* Source information:
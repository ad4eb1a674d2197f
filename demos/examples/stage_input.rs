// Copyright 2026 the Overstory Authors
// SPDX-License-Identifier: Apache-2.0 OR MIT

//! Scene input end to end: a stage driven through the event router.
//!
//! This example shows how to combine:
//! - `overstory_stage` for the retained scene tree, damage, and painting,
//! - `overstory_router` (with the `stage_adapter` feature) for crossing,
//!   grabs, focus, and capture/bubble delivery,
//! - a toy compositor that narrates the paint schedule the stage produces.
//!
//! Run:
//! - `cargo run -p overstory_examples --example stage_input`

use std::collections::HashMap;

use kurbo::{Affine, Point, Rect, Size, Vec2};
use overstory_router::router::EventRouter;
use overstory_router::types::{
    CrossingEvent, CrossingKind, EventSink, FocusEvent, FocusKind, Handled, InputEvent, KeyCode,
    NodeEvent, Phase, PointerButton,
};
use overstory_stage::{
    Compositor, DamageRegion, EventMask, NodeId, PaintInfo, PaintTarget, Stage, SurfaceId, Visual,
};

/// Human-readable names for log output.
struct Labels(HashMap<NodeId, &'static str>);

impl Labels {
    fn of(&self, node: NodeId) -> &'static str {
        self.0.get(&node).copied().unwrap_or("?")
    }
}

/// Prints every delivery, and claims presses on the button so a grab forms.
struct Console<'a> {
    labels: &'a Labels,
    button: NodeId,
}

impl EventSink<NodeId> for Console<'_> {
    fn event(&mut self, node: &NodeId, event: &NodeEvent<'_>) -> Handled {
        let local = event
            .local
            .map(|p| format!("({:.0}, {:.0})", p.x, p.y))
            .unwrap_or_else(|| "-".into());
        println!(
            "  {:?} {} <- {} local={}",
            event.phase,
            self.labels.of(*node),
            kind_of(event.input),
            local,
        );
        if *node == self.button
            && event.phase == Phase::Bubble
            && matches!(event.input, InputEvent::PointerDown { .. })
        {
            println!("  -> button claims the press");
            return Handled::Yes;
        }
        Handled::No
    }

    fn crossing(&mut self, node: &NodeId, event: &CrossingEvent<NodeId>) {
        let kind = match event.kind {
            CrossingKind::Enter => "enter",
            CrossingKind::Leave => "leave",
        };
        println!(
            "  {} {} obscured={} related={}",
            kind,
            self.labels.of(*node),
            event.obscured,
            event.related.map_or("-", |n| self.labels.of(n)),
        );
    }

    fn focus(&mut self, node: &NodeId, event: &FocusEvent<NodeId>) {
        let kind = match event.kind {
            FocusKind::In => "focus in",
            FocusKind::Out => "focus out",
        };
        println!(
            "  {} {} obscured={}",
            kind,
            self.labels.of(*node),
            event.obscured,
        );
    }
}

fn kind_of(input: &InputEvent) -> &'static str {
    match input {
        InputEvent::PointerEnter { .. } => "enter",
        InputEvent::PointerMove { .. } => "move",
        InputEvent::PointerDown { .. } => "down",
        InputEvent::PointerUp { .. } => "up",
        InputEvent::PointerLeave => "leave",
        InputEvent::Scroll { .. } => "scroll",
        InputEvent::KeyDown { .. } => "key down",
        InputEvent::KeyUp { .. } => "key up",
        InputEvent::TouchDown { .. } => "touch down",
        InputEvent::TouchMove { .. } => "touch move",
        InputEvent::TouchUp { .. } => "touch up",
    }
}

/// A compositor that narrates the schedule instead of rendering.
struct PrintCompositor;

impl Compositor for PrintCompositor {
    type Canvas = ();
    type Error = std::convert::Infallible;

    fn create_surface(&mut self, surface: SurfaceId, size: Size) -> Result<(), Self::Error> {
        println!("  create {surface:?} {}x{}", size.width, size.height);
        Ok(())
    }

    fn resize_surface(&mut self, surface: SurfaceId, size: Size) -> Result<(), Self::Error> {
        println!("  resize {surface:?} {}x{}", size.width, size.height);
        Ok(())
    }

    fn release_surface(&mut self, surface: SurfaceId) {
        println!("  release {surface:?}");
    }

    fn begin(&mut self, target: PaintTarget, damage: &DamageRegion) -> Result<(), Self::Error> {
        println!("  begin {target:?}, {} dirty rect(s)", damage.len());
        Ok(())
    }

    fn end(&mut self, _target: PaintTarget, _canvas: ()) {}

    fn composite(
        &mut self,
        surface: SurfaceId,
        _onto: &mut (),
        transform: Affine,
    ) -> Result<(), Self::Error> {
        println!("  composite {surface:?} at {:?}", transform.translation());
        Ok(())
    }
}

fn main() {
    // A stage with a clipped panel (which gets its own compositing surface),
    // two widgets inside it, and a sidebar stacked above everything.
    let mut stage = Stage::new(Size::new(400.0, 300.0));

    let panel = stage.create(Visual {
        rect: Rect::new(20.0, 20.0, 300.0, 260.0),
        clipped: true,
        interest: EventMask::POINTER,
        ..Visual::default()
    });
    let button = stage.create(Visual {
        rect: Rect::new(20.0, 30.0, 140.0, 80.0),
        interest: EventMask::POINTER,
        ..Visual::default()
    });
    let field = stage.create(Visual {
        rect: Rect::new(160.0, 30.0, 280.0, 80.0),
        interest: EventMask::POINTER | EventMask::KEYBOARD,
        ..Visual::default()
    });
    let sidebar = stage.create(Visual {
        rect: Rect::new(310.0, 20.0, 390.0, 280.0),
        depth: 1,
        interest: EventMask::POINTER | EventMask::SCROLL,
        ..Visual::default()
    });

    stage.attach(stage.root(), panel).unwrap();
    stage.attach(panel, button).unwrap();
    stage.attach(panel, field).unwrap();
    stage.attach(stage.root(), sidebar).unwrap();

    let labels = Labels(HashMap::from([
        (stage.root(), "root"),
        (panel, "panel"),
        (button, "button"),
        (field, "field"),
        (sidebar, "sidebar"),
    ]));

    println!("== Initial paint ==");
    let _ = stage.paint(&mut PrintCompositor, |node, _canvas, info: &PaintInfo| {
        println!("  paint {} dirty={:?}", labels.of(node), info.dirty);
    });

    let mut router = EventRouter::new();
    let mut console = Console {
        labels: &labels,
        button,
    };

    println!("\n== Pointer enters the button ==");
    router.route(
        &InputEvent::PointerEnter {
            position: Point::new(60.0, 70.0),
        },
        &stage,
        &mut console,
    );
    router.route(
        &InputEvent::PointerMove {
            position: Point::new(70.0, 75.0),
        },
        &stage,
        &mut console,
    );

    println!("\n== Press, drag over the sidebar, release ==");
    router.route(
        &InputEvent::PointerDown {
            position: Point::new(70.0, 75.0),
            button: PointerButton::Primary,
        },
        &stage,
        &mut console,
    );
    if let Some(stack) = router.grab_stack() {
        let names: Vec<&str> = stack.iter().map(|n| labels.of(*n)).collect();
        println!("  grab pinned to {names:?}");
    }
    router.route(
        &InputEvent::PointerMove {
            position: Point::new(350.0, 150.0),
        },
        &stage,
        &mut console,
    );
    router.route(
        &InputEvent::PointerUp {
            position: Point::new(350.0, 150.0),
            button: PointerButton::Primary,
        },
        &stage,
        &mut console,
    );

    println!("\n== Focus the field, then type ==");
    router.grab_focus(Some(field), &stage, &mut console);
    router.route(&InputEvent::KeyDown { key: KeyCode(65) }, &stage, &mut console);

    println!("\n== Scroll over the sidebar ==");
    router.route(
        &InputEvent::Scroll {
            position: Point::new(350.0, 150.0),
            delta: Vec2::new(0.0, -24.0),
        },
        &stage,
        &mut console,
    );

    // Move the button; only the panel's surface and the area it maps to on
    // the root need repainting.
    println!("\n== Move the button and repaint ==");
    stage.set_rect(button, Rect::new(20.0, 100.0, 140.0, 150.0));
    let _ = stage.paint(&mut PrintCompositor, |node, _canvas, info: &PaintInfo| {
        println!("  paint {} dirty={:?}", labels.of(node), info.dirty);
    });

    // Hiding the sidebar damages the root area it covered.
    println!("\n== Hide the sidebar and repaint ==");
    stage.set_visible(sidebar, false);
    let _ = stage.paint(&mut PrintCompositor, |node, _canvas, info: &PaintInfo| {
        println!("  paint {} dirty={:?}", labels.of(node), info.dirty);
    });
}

* Task details: Copy out every line in the listing where the word "composite" appears.

* Answer box:
    fn composite(
        println!("  composite {surface:?} at {:?}", transform.translation());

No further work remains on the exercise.